This may not seem like a big deal to you, but being in the zone has an etheric quality to it. Best I can describe it, your concentration is maximized, your senses are heightened and your radar is on. Your subconscious, intuitive mind is automatically pulling information in from the surrounding environment, anticipating and troubleshooting. If you have “been there, done that, got all the T-shirts” over and over again for years, you will have a feel, or understanding of what I am trying to explain. You aren’t separate anymore, you’re part of the whole and any interruption is like sticking a pin into a balloon, startling you. God forbid somebody questions a decision you’ve made when the place is rocking and you’ve just gotten off the phone with three people trying to facilitate a piece of flow. I was about to interrupt my friend and bring her out of the zone. She would have to recapture the ambience and flow and I knew just how difficult that could be.
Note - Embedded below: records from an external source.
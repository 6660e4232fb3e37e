//! Terminal UI components.
//!
//! This module contains all UI-related code including:
//! - [`layout`]: Block editor geometry, hit testing and drag slots
//! - [`style`]: Colors and styles

pub mod layout;
pub mod style;

mod overlays;
mod render;
mod status;

pub use render::render;

#[cfg(test)]
mod tests;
I saw her as soon as I came through the triage door and caught a scene straight from Norman Rockwell. She would have done Nightingale proud. It was that palpable.
She was the epitome of what a nurse should be. The team of T2’s and techs buzzing behind her, she was sitting at the T1 desk working with a patient to find out why he had come to the ED. Corny as it sounds; she was the model of “earnest, intent, and bent to her task.” Similar to a controlled remote viewing session, it was question, answer, regroup and rephrase to clarify. She focused on him, honed it in and wrote it down.
It only took me a few steps to cover the distance between us. I’ve been doing this for a long, long time, much longer than my friend and in that moment I felt like the older sister watching a novice nurse grow into herself and her profession. I was so proud of her!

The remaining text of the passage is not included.